Records from a dataset:
----

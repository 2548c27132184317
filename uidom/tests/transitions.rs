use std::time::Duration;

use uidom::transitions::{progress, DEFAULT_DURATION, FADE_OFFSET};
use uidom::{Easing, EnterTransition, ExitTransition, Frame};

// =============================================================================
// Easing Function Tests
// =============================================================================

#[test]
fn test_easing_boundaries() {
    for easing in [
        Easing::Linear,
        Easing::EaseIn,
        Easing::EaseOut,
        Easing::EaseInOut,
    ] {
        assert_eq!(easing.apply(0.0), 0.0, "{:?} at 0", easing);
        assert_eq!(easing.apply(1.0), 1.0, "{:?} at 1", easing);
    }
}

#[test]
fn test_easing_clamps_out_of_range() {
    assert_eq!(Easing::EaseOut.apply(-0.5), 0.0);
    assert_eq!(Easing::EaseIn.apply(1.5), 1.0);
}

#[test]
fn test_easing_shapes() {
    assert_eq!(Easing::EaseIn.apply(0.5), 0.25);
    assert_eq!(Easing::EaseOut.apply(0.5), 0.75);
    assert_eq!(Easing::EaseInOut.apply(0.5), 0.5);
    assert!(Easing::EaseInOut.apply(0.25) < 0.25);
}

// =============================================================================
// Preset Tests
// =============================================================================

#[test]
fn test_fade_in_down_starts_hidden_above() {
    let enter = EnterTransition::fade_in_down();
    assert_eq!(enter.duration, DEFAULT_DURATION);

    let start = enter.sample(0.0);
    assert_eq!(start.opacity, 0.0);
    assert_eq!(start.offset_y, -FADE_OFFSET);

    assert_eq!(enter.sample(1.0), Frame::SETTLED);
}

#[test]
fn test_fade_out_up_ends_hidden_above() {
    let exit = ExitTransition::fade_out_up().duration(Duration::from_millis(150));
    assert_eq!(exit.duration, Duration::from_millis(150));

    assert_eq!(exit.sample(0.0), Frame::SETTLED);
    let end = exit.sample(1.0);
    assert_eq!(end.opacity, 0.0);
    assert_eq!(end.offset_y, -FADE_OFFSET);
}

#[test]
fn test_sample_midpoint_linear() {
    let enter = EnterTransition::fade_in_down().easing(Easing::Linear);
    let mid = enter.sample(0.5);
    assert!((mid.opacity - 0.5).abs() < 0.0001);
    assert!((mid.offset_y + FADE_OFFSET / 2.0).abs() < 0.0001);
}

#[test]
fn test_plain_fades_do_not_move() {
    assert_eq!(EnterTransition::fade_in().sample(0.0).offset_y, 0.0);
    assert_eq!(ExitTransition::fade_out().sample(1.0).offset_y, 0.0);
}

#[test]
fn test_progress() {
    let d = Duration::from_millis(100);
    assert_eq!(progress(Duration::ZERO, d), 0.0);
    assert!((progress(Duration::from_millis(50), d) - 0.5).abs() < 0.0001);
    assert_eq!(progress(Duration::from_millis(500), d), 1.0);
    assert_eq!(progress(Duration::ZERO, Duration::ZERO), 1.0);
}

----

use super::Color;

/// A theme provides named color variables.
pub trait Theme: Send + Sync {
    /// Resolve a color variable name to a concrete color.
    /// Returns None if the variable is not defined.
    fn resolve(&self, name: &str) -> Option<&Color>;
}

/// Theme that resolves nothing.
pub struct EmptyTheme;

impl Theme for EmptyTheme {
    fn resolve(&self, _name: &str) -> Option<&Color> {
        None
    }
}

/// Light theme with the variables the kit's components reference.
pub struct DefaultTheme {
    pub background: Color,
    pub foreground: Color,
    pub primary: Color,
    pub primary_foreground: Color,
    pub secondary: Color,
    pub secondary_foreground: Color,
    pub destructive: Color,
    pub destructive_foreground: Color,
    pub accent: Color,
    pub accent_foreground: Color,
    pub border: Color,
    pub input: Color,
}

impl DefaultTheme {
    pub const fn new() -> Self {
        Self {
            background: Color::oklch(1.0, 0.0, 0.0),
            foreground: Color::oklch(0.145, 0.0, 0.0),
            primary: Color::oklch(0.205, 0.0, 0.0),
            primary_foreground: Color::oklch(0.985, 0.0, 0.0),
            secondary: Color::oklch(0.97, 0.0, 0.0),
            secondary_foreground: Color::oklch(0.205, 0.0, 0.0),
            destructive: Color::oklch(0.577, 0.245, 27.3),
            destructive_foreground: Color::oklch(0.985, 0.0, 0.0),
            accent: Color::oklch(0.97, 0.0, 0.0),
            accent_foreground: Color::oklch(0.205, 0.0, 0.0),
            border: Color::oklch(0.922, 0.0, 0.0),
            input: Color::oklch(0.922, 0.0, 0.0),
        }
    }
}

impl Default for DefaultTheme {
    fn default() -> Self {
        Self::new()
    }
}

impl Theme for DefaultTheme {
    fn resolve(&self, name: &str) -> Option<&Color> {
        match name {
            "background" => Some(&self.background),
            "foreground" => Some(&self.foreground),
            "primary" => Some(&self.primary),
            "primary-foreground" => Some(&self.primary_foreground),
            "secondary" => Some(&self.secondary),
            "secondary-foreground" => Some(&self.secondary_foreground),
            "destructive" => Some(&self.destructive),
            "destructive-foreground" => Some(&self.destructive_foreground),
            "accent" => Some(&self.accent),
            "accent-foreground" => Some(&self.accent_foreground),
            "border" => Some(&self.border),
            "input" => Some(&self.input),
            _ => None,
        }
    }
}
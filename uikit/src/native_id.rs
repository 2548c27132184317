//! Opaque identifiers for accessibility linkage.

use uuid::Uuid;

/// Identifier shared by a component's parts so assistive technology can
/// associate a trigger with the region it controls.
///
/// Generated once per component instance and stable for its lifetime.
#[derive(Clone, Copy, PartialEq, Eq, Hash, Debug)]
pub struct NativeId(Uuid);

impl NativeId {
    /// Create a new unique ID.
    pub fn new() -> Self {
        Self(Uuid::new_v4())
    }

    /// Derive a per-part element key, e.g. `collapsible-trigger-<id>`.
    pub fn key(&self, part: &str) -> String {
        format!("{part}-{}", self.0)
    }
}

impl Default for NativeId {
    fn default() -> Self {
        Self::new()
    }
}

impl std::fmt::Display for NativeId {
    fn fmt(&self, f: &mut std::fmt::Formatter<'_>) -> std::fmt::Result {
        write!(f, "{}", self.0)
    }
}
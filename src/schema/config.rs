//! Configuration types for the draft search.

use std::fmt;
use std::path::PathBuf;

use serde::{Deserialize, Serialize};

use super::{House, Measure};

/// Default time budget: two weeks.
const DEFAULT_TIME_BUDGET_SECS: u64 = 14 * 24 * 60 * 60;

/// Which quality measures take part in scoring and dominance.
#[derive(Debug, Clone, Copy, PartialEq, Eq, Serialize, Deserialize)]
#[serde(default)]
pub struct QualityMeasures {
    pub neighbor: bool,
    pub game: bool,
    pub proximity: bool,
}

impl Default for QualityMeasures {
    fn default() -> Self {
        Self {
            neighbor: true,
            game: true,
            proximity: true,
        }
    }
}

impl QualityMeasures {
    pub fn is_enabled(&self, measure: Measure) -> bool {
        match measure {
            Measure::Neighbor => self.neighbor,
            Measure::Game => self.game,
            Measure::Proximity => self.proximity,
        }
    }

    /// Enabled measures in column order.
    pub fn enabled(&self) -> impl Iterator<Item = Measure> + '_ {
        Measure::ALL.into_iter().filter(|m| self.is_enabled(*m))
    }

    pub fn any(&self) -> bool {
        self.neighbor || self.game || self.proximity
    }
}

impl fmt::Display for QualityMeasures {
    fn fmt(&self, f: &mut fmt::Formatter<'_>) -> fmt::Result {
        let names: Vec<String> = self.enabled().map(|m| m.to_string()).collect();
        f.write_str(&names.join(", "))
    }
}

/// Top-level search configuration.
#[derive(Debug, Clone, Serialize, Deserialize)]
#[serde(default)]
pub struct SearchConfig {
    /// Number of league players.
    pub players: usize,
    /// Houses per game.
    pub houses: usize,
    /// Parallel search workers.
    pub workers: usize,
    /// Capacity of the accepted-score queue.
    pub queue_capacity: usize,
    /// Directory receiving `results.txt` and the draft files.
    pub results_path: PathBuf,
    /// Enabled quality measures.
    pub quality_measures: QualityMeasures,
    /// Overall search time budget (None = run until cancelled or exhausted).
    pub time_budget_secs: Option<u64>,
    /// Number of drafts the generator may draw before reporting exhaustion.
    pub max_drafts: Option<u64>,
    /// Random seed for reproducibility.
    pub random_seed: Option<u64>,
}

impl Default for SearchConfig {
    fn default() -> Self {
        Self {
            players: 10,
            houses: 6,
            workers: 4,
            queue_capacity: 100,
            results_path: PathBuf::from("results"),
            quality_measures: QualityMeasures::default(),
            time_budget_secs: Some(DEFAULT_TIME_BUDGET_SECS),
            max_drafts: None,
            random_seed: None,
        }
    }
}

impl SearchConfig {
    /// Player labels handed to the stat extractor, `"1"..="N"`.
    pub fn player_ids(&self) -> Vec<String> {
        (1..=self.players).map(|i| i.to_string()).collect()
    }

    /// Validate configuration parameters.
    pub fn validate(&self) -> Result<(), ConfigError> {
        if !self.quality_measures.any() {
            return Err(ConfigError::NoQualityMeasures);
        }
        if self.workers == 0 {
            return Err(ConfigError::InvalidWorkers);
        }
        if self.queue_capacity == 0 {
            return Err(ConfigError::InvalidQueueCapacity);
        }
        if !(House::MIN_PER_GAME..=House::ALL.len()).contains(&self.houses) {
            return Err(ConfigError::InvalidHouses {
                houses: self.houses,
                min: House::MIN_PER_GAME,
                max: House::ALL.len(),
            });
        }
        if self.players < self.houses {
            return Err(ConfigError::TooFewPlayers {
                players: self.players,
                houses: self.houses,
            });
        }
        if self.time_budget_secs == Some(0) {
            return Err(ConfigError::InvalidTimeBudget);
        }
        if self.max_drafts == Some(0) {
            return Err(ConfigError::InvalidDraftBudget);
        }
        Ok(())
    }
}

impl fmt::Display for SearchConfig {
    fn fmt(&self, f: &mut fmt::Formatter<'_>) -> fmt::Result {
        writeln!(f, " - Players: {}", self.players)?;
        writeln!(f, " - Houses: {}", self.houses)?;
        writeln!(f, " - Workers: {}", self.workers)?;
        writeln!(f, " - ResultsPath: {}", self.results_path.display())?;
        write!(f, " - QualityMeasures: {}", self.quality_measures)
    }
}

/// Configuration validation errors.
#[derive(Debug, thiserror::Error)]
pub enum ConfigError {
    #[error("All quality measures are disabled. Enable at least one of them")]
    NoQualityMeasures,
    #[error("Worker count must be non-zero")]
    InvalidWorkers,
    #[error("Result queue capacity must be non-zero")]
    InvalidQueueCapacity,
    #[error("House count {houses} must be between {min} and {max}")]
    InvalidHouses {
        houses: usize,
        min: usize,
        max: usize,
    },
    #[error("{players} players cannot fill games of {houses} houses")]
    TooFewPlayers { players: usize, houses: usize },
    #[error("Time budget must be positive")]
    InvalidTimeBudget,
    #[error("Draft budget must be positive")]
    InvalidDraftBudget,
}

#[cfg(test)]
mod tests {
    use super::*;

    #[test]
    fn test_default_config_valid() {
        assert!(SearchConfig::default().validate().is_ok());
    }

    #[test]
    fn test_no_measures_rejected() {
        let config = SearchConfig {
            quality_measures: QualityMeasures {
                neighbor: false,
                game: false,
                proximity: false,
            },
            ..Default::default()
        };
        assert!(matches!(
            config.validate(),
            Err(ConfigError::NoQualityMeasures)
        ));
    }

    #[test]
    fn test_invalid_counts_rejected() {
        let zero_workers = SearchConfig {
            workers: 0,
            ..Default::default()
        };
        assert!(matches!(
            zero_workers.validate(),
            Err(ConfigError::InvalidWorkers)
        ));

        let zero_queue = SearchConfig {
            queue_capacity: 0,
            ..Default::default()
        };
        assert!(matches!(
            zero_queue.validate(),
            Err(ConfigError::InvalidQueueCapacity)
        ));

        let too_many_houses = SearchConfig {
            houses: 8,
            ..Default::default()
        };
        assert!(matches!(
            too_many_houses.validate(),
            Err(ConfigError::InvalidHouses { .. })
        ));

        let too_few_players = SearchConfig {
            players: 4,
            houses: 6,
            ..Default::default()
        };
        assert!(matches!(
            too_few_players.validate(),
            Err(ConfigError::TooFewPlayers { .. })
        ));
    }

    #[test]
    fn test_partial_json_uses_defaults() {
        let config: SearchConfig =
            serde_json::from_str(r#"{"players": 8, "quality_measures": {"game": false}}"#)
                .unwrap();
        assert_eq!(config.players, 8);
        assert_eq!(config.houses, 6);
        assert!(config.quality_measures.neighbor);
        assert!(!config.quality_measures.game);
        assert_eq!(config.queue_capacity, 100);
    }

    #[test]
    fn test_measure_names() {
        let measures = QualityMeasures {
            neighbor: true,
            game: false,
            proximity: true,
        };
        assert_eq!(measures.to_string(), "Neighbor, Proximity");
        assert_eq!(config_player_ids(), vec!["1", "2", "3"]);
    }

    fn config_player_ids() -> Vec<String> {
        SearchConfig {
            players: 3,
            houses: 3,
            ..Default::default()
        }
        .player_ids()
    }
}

----

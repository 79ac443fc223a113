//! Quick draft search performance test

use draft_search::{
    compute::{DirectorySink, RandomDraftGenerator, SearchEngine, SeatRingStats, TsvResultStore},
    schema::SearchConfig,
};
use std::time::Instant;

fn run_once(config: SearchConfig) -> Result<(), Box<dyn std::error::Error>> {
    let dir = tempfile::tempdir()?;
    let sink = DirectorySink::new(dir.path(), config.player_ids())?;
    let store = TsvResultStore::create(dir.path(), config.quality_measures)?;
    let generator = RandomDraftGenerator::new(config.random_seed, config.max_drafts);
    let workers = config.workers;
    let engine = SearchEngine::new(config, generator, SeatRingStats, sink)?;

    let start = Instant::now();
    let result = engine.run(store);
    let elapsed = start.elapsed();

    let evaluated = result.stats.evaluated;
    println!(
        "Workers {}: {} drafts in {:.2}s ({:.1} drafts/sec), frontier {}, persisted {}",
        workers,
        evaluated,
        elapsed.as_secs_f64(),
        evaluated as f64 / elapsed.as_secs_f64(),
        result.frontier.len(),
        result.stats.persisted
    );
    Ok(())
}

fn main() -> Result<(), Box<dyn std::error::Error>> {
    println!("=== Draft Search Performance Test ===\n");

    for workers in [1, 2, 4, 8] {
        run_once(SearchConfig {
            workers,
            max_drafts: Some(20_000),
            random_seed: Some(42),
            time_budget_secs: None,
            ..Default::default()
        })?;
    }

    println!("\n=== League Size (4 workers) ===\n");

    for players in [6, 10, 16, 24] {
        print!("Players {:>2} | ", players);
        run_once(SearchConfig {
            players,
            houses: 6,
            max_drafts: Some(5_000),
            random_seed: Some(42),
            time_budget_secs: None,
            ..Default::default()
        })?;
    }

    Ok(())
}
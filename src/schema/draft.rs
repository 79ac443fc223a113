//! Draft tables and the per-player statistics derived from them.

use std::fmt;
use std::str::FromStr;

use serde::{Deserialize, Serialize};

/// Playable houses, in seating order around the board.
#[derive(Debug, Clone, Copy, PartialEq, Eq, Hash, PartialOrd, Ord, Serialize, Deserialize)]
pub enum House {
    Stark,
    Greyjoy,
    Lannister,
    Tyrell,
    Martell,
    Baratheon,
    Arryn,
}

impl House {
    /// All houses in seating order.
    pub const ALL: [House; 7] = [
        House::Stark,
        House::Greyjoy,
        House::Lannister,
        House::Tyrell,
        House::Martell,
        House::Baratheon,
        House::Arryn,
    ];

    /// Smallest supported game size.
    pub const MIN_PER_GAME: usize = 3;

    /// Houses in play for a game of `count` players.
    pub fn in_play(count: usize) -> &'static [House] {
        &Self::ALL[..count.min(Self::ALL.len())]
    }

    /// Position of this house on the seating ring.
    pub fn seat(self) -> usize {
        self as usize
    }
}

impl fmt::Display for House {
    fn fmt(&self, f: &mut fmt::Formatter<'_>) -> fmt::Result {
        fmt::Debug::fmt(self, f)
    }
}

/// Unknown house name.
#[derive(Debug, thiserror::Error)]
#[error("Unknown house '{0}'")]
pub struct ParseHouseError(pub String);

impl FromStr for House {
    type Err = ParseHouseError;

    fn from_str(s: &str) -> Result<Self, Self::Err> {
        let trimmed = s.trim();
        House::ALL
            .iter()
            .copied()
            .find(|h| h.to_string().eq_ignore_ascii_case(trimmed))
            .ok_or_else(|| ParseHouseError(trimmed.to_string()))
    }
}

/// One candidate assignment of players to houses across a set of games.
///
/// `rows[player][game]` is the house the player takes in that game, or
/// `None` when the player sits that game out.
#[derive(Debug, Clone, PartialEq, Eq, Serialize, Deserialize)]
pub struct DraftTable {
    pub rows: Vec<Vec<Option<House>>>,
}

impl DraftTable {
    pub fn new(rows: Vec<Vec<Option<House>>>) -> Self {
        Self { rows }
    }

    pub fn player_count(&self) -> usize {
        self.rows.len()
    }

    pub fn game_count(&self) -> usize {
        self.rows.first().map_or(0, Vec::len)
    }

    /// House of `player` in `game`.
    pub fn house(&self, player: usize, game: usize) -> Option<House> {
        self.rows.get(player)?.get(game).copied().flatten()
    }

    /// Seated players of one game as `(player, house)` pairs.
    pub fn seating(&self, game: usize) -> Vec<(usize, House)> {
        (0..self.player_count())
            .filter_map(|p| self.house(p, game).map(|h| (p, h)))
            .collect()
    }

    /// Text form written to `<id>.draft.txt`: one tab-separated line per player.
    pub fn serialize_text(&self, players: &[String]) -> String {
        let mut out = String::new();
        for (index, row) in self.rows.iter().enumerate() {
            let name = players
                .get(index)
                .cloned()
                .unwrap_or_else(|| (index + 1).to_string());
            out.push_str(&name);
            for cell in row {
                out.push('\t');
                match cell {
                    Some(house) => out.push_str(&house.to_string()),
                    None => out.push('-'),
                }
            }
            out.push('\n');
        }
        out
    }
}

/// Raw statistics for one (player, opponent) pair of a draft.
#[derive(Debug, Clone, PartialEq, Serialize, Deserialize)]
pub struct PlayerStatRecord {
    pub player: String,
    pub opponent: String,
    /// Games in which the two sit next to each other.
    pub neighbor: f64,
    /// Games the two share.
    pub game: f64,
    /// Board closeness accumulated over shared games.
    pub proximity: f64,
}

----

Search the entries above for the word "trimmed" and copy each line where it appears.

        let trimmed = s.trim();
            .find(|h| h.to_string().eq_ignore_ascii_case(trimmed))
            .ok_or_else(|| ParseHouseError(trimmed.to_string()))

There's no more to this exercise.